When I was growing up, my father would sometimes say that he had two French uncles: ‘They were in France before the war but by the end, they weren’t there.’

If I asked him where they went or what happened to them, he said that they probably ‘ended up in the camps’. If then, I asked him what the ‘camps’ were he would briefly say that there were these terrible places where people were killed. Later I got to understand that this had something to do with us because we were Jews. Even later, I got to understand that the Nazi regime created a network of camps in Germany and in the countries they occupied, used variously as transit camps to other camps, or as hard labour work, or as factories, or most notoriously for the mass extermination of Jews, the people identified at the time as ‘Gypsies’, people deemed to be unfit to live on account of mental illness, and a cluster of victims who were killed on account of their sexuality (gay and lesbian) and people of colour who were living in Germany or the countries the Nazis invaded. This is of course the Holocaust - so called because it marks the fact that many of these victims were gassed and cremated.

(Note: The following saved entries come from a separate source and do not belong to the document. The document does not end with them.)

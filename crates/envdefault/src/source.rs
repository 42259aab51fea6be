//! Source attribution for loaded fields.
//!
//! [`load_with_report`](crate::load_with_report) records, for every field in
//! the table, the key it consulted and where the written value came from.
//! Values themselves are never stored, so a report is safe to log.

use std::fmt::{self, Display, Formatter};

/// Where a field's value came from during a load.
#[derive(Clone, Copy, Debug, Eq, PartialEq, Hash)]
#[non_exhaustive]
pub enum Source {
    /// Value was read from the process environment.
    Environment,

    /// Value came from the field's `default` literal.
    Default,

    /// Neither the environment nor a default supplied a value; the field
    /// kept its initial value.
    Unset,

    /// The field is not settable and was never looked at.
    Skipped,
}

impl Display for Source {
    fn fmt(&self, f: &mut Formatter<'_>) -> fmt::Result {
        match self {
            Self::Environment => write!(f, "Environment variable"),

            Self::Default => write!(f, "Default value"),

            Self::Unset => write!(f, "Not set"),

            Self::Skipped => write!(f, "Skipped"),
        }
    }
}

/// Attribution for a single field.
#[derive(Clone, Debug, Eq, PartialEq)]
pub struct FieldReport {
    /// The struct field name.
    pub field: &'static str,

    /// The environment key consulted, `None` for skipped fields.
    pub key: Option<String>,

    /// Where the value came from.
    pub source: Source,
}

/// Ordered attribution for every field of a record.
///
/// # Display Output
///
/// ```text
/// Configuration sources:
/// --------------------------------------------------
///   server_port  <- Environment variable [SERVER_PORT]
///   timeout      <- Default value [TIMEOUT]
///   internal     <- Skipped
/// ```
#[derive(Clone, Debug, Default, Eq, PartialEq)]
pub struct LoadReport {
    entries: Vec<FieldReport>,
}

impl LoadReport {
    /// Creates an empty report.
    #[must_use]
    pub const fn new() -> Self {
        Self {
            entries: Vec::new(),
        }
    }

    pub(crate) fn push(&mut self, field: &'static str, key: Option<String>, source: Source) {
        self.entries.push(FieldReport { field, key, source });
    }

    /// Looks up the attribution for a field by name.
    #[must_use]
    pub fn get(&self, field: &str) -> Option<&FieldReport> {
        self.entries.iter().find(|entry| entry.field == field)
    }

    /// Iterates over attributions in declaration order.
    pub fn iter(&self) -> impl Iterator<Item = &FieldReport> {
        self.entries.iter()
    }

    /// Number of fields in the report.
    #[must_use]
    pub fn len(&self) -> usize {
        self.entries.len()
    }

    /// Whether the report is empty.
    #[must_use]
    pub fn is_empty(&self) -> bool {
        self.entries.is_empty()
    }
}

impl Display for LoadReport {
    fn fmt(&self, f: &mut Formatter<'_>) -> fmt::Result {
        writeln!(f, "Configuration sources:")?;
        writeln!(f, "{}", "-".repeat(50))?;

        let width = self
            .entries
            .iter()
            .map(|entry| entry.field.len())
            .max()
            .unwrap_or(0);

        for entry in &self.entries {
            match &entry.key {
                Some(key) => writeln!(
                    f,
                    "  {:<width$}  <- {} [{}]",
                    entry.field, entry.source, key
                )?,
                None => writeln!(f, "  {:<width$}  <- {}", entry.field, entry.source)?,
            }
        }

        Ok(())
    }
}
//! Every field and struct attribute together.

use std::net::IpAddr;
use std::path::PathBuf;
use std::sync::Arc;
use std::time::Duration;

use envdefault::{EnvDefault, LoadReport};

/// Not `Coerce`, but allowed because the field is never written.
#[derive(Default)]
struct Cache(Vec<u8>);

#[derive(EnvDefault, Default)]
#[env_default(prefix = "APP_")]
pub struct Config {
    #[env(var = "DATABASE_URL", secret)]
    pub db_url: String,

    #[env(default = "8080")]
    pub server_port: u16,

    #[env(default = "1h30m")]
    pub session_ttl: Duration,

    #[env(default = "")]
    pub log_dir: PathBuf,

    #[env(default = "0.0.0.0", parse)]
    pub bind: IpAddr,

    pub max_connections: Option<u32>,

    pub(crate) region: Arc<str>,

    #[env(skip)]
    pub generation: u64,

    cache: Cache,
}

fn main() {
    let config: Result<Config, envdefault::CoercionError> = Config::from_env_default();
    let mut config = config.unwrap_or_default();
    let report: Result<LoadReport, _> = config.load_env_default_with_report();
    let _ = report.map(|r| r.to_string());
    let _ = config.cache.0.len();
}
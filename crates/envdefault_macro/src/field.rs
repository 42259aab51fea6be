//! Per-field code generation.
//!
//! Each named field becomes one `::envdefault::Field` entry in the
//! generated `FIELDS` table. Settable fields carry a setter that coerces
//! the raw string into the field's type; unsettable ones carry `None` and
//! are skipped by the loader.

use proc_macro2::TokenStream as QuoteStream;
use quote::{ToTokens, quote};
use syn::ext::IdentExt;
use syn::{Field, Ident, Result as SynResult, Type, Visibility};

use crate::parse::{EnvAttr, Parser};

/// Everything the expander needs to know about one field.
pub struct FieldPlan {
    ident: Ident,
    ty: Type,
    attr: EnvAttr,
    settable: bool,
}

impl FieldPlan {
    /// Builds the plan for a named field.
    pub fn new(field: &Field) -> SynResult<Self> {
        let attr = Parser::parse_field(field)?;

        // validated by the caller
        let ident = field
            .ident
            .clone()
            .ok_or_else(|| syn::Error::new_spanned(field, "Expected a named field"))?;

        let settable = is_exported(&field.vis) && !attr.skip;

        Ok(Self {
            ident,
            ty: field.ty.clone(),
            attr,
            settable,
        })
    }

    /// Whether the loader may write this field.
    pub const fn is_settable(&self) -> bool {
        self.settable
    }

    /// Field name without the `r#` of a raw identifier.
    pub fn name(&self) -> String {
        self.ident.unraw().to_string()
    }

    /// Rendered type name, as shown in errors and `.env.example` output.
    pub fn type_name(&self) -> String {
        compact_tokens(&self.ty.to_token_stream().to_string())
    }

    /// The field's entry in the `FIELDS` table.
    pub fn entry(&self) -> QuoteStream {
        let name = self.name();
        let type_name = self.type_name();
        let var = option_str(self.attr.var.as_deref());
        let default = option_str(self.attr.default.as_deref());
        let secret = self.attr.secret;
        let setter = self.setter();

        quote! {
            ::envdefault::Field {
                name: #name,
                type_name: #type_name,
                var: #var,
                default: #default,
                secret: #secret,
                setter: #setter,
            }
        }
    }

    fn setter(&self) -> QuoteStream {
        if !self.settable {
            return quote! { ::core::option::Option::None };
        }

        let ident = &self.ident;
        let ty = &self.ty;

        let coerce = if self.attr.parse {
            quote! { ::envdefault::from_str::<#ty>(__raw)? }
        } else {
            quote! { <#ty as ::envdefault::Coerce>::coerce(__raw)? }
        };

        quote! {
            ::core::option::Option::Some(
                |__target: &mut Self,
                 __raw: &str|
                 -> ::core::result::Result<(), ::envdefault::CoerceFailure> {
                    __target.#ident = #coerce;
                    ::core::result::Result::Ok(())
                },
            )
        }
    }
}

/// `pub` and `pub(...)` fields are settable; inherited visibility is not.
const fn is_exported(vis: &Visibility) -> bool {
    matches!(vis, Visibility::Public(_) | Visibility::Restricted(_))
}

/// Drops the spaces `to_string` puts between tokens, except between two words.
///
/// `& 'static str` becomes `&'static str`, `Vec < u8 >` becomes `Vec<u8>`.
fn compact_tokens(rendered: &str) -> String {
    let chars: Vec<char> = rendered.chars().collect();
    let mut out = String::with_capacity(rendered.len());

    for (i, &ch) in chars.iter().enumerate() {
        if ch != ' ' {
            out.push(ch);
            continue;
        }

        let prev = i.checked_sub(1).and_then(|j| chars.get(j)).copied();
        let next = chars.get(i + 1).copied();

        if prev.is_some_and(is_word_char) && next.is_some_and(is_word_char) {
            out.push(' ');
        }
    }

    out
}

fn is_word_char(ch: char) -> bool {
    ch.is_alphanumeric() || ch == '_'
}

fn option_str(value: Option<&str>) -> QuoteStream {
    match value {
        Some(value) => quote! { ::core::option::Option::Some(#value) },
        None => quote! { ::core::option::Option::None },
    }
}
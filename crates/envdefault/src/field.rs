//! The per-record field table.
//!
//! `#[derive(EnvDefault)]` turns a struct into a constant table of
//! [`Field`] entries, one per struct field in declaration order. The loader
//! walks that table instead of inspecting the struct at runtime.
//!
//! # Generated Code
//!
//! ```rust,ignore
//! #[derive(EnvDefault, Default)]
//! pub struct Config {
//!     #[env(default = "8080")]
//!     pub server_port: u16,
//!     cache: Vec<u8>,
//! }
//!
//! // expands to roughly:
//! impl ::envdefault::EnvDefault for Config {
//!     const FIELDS: &'static [::envdefault::Field<Self>] = &[
//!         ::envdefault::Field {
//!             name: "server_port",
//!             type_name: "u16",
//!             var: None,
//!             default: Some("8080"),
//!             secret: false,
//!             setter: Some(|target: &mut Self, raw: &str| -> Result<(), CoerceFailure> {
//!                 target.server_port = <u16 as ::envdefault::Coerce>::coerce(raw)?;
//!                 Ok(())
//!             }),
//!         },
//!         ::envdefault::Field {
//!             name: "cache",
//!             type_name: "Vec<u8>",
//!             var: None,
//!             default: None,
//!             secret: false,
//!             setter: None,
//!         },
//!     ];
//! }
//! ```

use std::borrow::Cow;

use crate::error::{CoerceFailure, CoercionError};
use crate::key::{derive_env_key, with_prefix};
use crate::source::LoadReport;

/// Writes a coerced value into one field of the target record.
pub type Setter<T> = fn(&mut T, &str) -> Result<(), CoerceFailure>;

/// Descriptor for one field of a record.
///
/// Entries are built by the derive macro but can be written by hand for
/// types that cannot use it.
pub struct Field<T> {
    /// The struct field name.
    pub name: &'static str,

    /// The declared type, as written in the struct.
    pub type_name: &'static str,

    /// Explicit environment key from `#[env(var = "...")]`.
    pub var: Option<&'static str>,

    /// Default literal from `#[env(default = "...")]`.
    pub default: Option<&'static str>,

    /// Whether values must be masked in errors and logs.
    pub secret: bool,

    /// Writes the field; `None` when the field is not settable.
    pub setter: Option<Setter<T>>,
}

impl<T> Field<T> {
    /// The environment key for this field.
    ///
    /// An explicit `var` is used verbatim. Otherwise the key is derived from
    /// the field name and the struct-level prefix is prepended.
    #[must_use]
    pub fn env_key(&self, prefix: Option<&str>) -> Cow<'static, str> {
        match self.var {
            Some(var) => Cow::Borrowed(var),
            None => Cow::Owned(with_prefix(prefix, &derive_env_key(self.name))),
        }
    }

    /// Whether the loader may write this field.
    #[must_use]
    pub const fn is_settable(&self) -> bool {
        self.setter.is_some()
    }
}

impl<T> Clone for Field<T> {
    fn clone(&self) -> Self {
        *self
    }
}

impl<T> Copy for Field<T> {}

impl<T> std::fmt::Debug for Field<T> {
    fn fmt(&self, f: &mut std::fmt::Formatter<'_>) -> std::fmt::Result {
        f.debug_struct("Field")
            .field("name", &self.name)
            .field("type_name", &self.type_name)
            .field("var", &self.var)
            .field("default", &self.default)
            .field("secret", &self.secret)
            .field("settable", &self.is_settable())
            .finish()
    }
}

/// A record whose fields can be filled from the environment.
///
/// Usually implemented with `#[derive(EnvDefault)]`.
///
/// # Example
///
/// ```rust,ignore
/// use std::time::Duration;
/// use envdefault::EnvDefault;
///
/// #[derive(EnvDefault, Default)]
/// #[env_default(prefix = "APP_")]
/// pub struct Config {
///     #[env(var = "DATABASE_URL")]
///     pub db_url: String,
///
///     #[env(default = "8080")]
///     pub server_port: u16,
///
///     #[env(default = "5s")]
///     pub timeout: Duration,
/// }
///
/// let config = Config::from_env_default()?;
/// ```
pub trait EnvDefault: Sized + 'static {
    /// Prefix prepended to derived keys, from `#[env_default(prefix = "...")]`.
    const PREFIX: Option<&'static str> = None;

    /// One entry per struct field, in declaration order.
    const FIELDS: &'static [Field<Self>];

    /// Fills this record in place from the environment and defaults.
    ///
    /// # Errors
    ///
    /// Returns the first [`CoercionError`]. Fields written before it keep
    /// their new values.
    fn load_env_default(&mut self) -> Result<(), CoercionError> {
        crate::loader::load(self)
    }

    /// Like [`load_env_default`](Self::load_env_default), also reporting
    /// where each value came from.
    ///
    /// # Errors
    ///
    /// Returns the first [`CoercionError`].
    fn load_env_default_with_report(&mut self) -> Result<LoadReport, CoercionError> {
        crate::loader::load_with_report(self)
    }

    /// Builds a record from `Default` and fills it.
    ///
    /// # Errors
    ///
    /// Returns the first [`CoercionError`].
    fn from_env_default() -> Result<Self, CoercionError>
    where
        Self: Default,
    {
        let mut record = Self::default();
        record.load_env_default()?;
        Ok(record)
    }

    /// Renders a `.env.example` template for this record.
    #[must_use]
    fn env_example() -> String {
        crate::loader::env_example::<Self>()
    }
}

#[cfg(test)]
mod tests {
    use super::*;

    struct Plain {
        port: u16,
    }

    const PORT: Field<Plain> = Field {
        name: "server_port",
        type_name: "u16",
        var: None,
        default: None,
        secret: false,
        setter: Some(|target: &mut Plain, raw: &str| -> Result<(), CoerceFailure> {
            target.port = <u16 as crate::Coerce>::coerce(raw)?;
            Ok(())
        }),
    };

    #[test]
    fn test_derived_key_uses_prefix() {
        assert_eq!(PORT.env_key(None), "SERVER_PORT");
        assert_eq!(PORT.env_key(Some("APP_")), "APP_SERVER_PORT");
    }

    #[test]
    fn test_explicit_key_ignores_prefix() {
        let field = Field {
            var: Some("PORT"),
            ..PORT
        };
        assert_eq!(field.env_key(Some("APP_")), "PORT");
    }

    #[test]
    fn test_setter_writes_field() {
        let mut plain = Plain { port: 0 };
        let setter = PORT.setter.unwrap();

        setter(&mut plain, "8080").unwrap();
        assert_eq!(plain.port, 8080);
        assert!(setter(&mut plain, "nope").is_err());
        assert_eq!(plain.port, 8080);
    }
}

About thirty years ago, I started to try to find out what happened to the two French uncles my father spoke about. A bit of family folklore told me their names: Oscar and Martin, that they fought on opposite sides in the First World War, that one of them was a dentist and the other was a clock-maker, that they lived in several towns on the east side of France. For several years I talked to relatives in the US who added on a few snippets. I even spoke to a random person at an airport who came from one of the towns mentioned in the family as a home of one of the uncles!

I drew a blank for years until my second cousin in the US, Teddy, wrote to me saying that some letters had come to light in the papers belonging to a relative who had just died. There were four: two from Oscar, two from my father’s aunt and uncle in Poland. By the by, I knew of them because they put their only son on a train to Russia and after many years in the Polish ‘Free Army’ and a ‘Displaced Persons’ camp, he arrived in Britain and was alive and well in Stanmore.

Back to the letters: the two from Oscar came from an address in western France (not the east!). Bit by bit, using his address and looking up French books that document the history of Jews during WW2, I pieced together that Oscar (also known as Jeschie) had a wife, Rachel, and they had perished in Auschwitz, next door to the Polish town where he was born. With the help of others, I also found out that Oscar and Rachel escaped the net closing on them in western France to a place where Jews were for a while safe from the Nazis - Nice. An Italian philanthropist had requisitioned boats to ferry Jewish refugees to North Africa, but tragically, they never left port as the Nazis invaded Nice and rounded up many of the refugees and deported them.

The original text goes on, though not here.